Elle sort un étui de Kleenex de la poche de son jean. Sa pommette gauche est tout endolorie. Elle y applique le mouchoir en papier. Qui se teinte de rouge. Merde, ça saigne. Et elle a même pas eu le temps de prendre son sac. Saloperie. Où aller ? Il faut d'abord qu'elle voie quelle tête elle a. Ça doit ne pas être brillant. Elle se lève et entreprend de descendre les deux étages, d'un pas hésitant.
Elle est sur le palier du premier, tout aussi crade que le sien, quand la porte de l'appartement de droite s'ouvre pour laisser passage à un homme. Grand, la trentaine. Et chauve, avec des petites lunettes rondes, métalliques, grises. Mince, mais pas maigre.
Son regard, habitué depuis l'enfance à décoder en un instant les situations qui peuvent devenir dangereuses, transmet à son cerveau qu'il n'y a pas danger immédiat. Mais l'homme la regarde, une interrogation dans l'œil. Il va la questionner, c'est sûr. Elle le devance. Il vaut mieux couper court aux questions :
— Bonjour. Je m'appelle Luka. J'habite au deuxième. Juste au-dessus de chez vous. Peut-être que vous m'avez déjà vue.
Le regard est gris, comme les lunettes. Étonné. Peut-être que c'est la première fois qu'il se fait interpeller par une gamine de treize ans.
— Vous avez peut-être entendu un peu de bruit au-dessus, ce soir, mais ne comptez pas sur moi pour vous dire ce que c'était. Ça arrive chez tout le monde de temps en temps, non ? C'est de ma faute, je suis trop maladroite. Il faut que j'aille à la pharmacie, maintenant.
Elle reprend sa descente, tandis que l'homme ferme sa porte à clé. Il n'a pas dit un mot. Et elle, a l'impression d'en avoir dit trop.
Le hall est dans le noir. Elle cherche la minuterie. Putain ! Ça marche encore pas. Et pour cause. Comme tout le monde choure les ampoules, le proprio a arrêté d'en mettre. Chacun a sa pile. Mais la sienne est dans son sac. Elle sort dans la rue. L'éclairage blafard des réverbères la fait cligner des yeux un moment.
Bien entendu, elle n'a aucune intention d'aller à la pharmacie de garde : il faudrait déjà qu'elle trouve laquelle c'est et en plus, une gamine de son âge qui se ramène, nuit tombée, avec des hématomes, c'est la dénonciation aux flics illico. Et si elle fait ça, elle est bonne pour un foyer de la DDASS. L'horreur. Et elle ne reverrait plus sa mère. Elle fouille ses poches : trois francs cinquante, en tout et pour tout. La monnaie du pain de ce matin. Heureusement qu'elle a fini le paquet de Prince en regardant la télé. Ils ont même pas fait à bouffer, ce soir.
Elle enfourne ses mains dans ses poches, remonte la fermeture-éclair de son sweat-shirt, en relève la capuche et refait les noeuds des lacets de ses baskets usées, avant de s'éloigner le long du boulevard, en direction de la gare. Là-bas, elle connaît un coin, où elle pourra peut-être passer la nuit, s'il n'y a pas déjà des clodos d'installés.

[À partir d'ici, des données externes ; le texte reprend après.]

// src/terminal.rs
// Terminal input/output for the announcer client.
//
// Keys are read with crossterm while raw mode is held for the session, so
// every line printed meanwhile goes through `emit`, which ends lines with
// `\r\n`:
// - m: toggle mute
// - ESC / q / Ctrl+C: exit

use std::io::{IsTerminal, Write};
use std::sync::atomic::{AtomicBool, Ordering};
use std::sync::Arc;
use std::time::Duration;

use crossterm::{
    event::{self, Event, KeyCode, KeyEvent, KeyEventKind, KeyModifiers},
    terminal::{disable_raw_mode, enable_raw_mode},
};
use tokio::sync::mpsc;
use tokio::task::JoinHandle;

use crate::defs::Colors;
use crate::diff::WinnerEvent;
use crate::prize::prizes_by_priority;
use crate::snapshot::GameState;

const KEY_POLL_WINDOW: Duration = Duration::from_millis(200);

#[derive(Debug, Clone, Copy, PartialEq, Eq)]
pub enum KeyAction {
    ToggleMute,
    Exit,
    None,
}

pub fn key_action(key: &KeyEvent) -> KeyAction {
    // Raw mode turns Ctrl+C into a key press instead of SIGINT
    if key.modifiers.contains(KeyModifiers::CONTROL) {
        return match key.code {
            KeyCode::Char('c') | KeyCode::Char('C') => KeyAction::Exit,
            _ => KeyAction::None,
        };
    }
    match key.code {
        KeyCode::Char('m') | KeyCode::Char('M') => KeyAction::ToggleMute,
        KeyCode::Esc | KeyCode::Char('q') | KeyCode::Char('Q') => KeyAction::Exit,
        _ => KeyAction::None,
    }
}

/// Text with every line ending as `\r\n`
pub fn crlf(text: &str) -> String {
    text.replace("\r\n", "\n").replace('\n', "\r\n")
}

/// Print one line (or several) to stdout, correct in raw and cooked mode
pub fn emit(text: &str) {
    let mut stdout = std::io::stdout().lock();
    let _ = write!(stdout, "{}\r\n", crlf(text));
    let _ = stdout.flush();
}

pub fn emit_err(text: &str) {
    let mut stderr = std::io::stderr().lock();
    let _ = write!(stderr, "{}\r\n", crlf(text));
}

fn read_key(window: Duration) -> std::io::Result<KeyAction> {
    if !event::poll(window)? {
        return Ok(KeyAction::None);
    }
    match event::read()? {
        // Only process key press events, not key release events
        Event::Key(key_event) if key_event.kind == KeyEventKind::Press => Ok(key_action(&key_event)),
        _ => Ok(KeyAction::None),
    }
}

/// Hold raw mode and forward key actions from a blocking thread until
/// `stop` is set. Returns `None` when stdin is not a terminal.
pub fn spawn_key_reader(actions: mpsc::UnboundedSender<KeyAction>, stop: Arc<AtomicBool>) -> Option<JoinHandle<()>> {
    if !std::io::stdin().is_terminal() {
        log::debug!("stdin is not a terminal, key controls disabled");
        return None;
    }
    if let Err(e) = enable_raw_mode() {
        log::warn!("Could not enable raw mode, key controls disabled: {e}");
        return None;
    }

    Some(tokio::task::spawn_blocking(move || {
        while !stop.load(Ordering::Relaxed) {
            match read_key(KEY_POLL_WINDOW) {
                Ok(KeyAction::None) => {}
                Ok(action) => {
                    if actions.send(action).is_err() {
                        break;
                    }
                }
                Err(e) => {
                    log::warn!("Key input failed, key controls disabled: {e}");
                    break;
                }
            }
        }
        if let Err(e) = disable_raw_mode() {
            log::warn!("Could not restore the terminal: {e}");
        }
    }))
}

pub fn format_winner_line(event: &WinnerEvent) -> String {
    format!(
        "🏆 {}{}{} - {} (ticket {})",
        Colors::yellow(),
        event.prize.label(),
        Colors::reset(),
        event.display_name(),
        event.ticket_id
    )
}

pub fn print_winners(events: &[WinnerEvent]) {
    for event in events {
        emit(&format_winner_line(event));
    }
}

/// Current winners per prize, highest prize first
pub fn winners_summary(state: &GameState) -> Vec<String> {
    prizes_by_priority()
        .into_iter()
        .filter(|prize| !state.winners.get(*prize).is_empty())
        .map(|prize| {
            let names: Vec<String> = state
                .winners
                .get(prize)
                .iter()
                .map(|ticket| match state.directory.resolve(ticket) {
                    Some(name) => format!("{name} ({ticket})"),
                    None => format!("ticket {ticket}"),
                })
                .collect();
            format!("{}: {}", prize.label(), names.join(", "))
        })
        .collect()
}

pub fn show_on_terminal(game_id: &str, state: &GameState, muted: bool) {
    emit(&format!("Game ID: {game_id}"));
    match state.last_called() {
        Some(number) => emit(&format!("Last number: {}{number}{}", Colors::green(), Colors::reset())),
        None => emit("No numbers called yet"),
    }
    emit(&format!("Numbers called: {}", state.called_numbers.len()));

    let summary = winners_summary(state);
    if summary.is_empty() {
        emit("No winners yet");
    } else {
        emit("\nWinners:");
        for line in summary {
            emit(&format!("  {line}"));
        }
    }

    let audio = if muted { "🔇 muted" } else { "🔊 on" };
    emit(&format!("\nAudio: {audio}   [m] mute/unmute   [ESC/q] exit\n"));
}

Elle en a marre. Le boulot de serveuse de bar de nuit que sa mère a trouvé, c'est une galère pas possible. Elle se fait draguer par tous les piliers de bistrot et les paumés du rade et ça finit toujours de la même manière. Ils l'attendent à la sortie ou elle leur file rencard et, si le mec n'a pas de bagnole ni de fric pour aller à l'hôtel, elle le retrouve dans le lit de sa mère le lendemain midi. Et le lundi, son jour de congé, la plupart du temps c'est pire, comme aujourd'hui.
Souvent, sa mère les jette, avec pertes et fracas, après usage. Mais parfois le mec tape l'incrust et parfois aussi elle veut pas le voir partir, s'il l'a fait grimper aux rideaux ou s'il est beau mec ou si un reste de sentiment se fait jour en elle. Et puis des fois aussi, le mec se laisse pas faire, il se dit : une nana qu'a un job, un appart et un beau cul, faut pas laisser tomber, ça peut être le bon plan. Et alors, c'est le début des ennuis.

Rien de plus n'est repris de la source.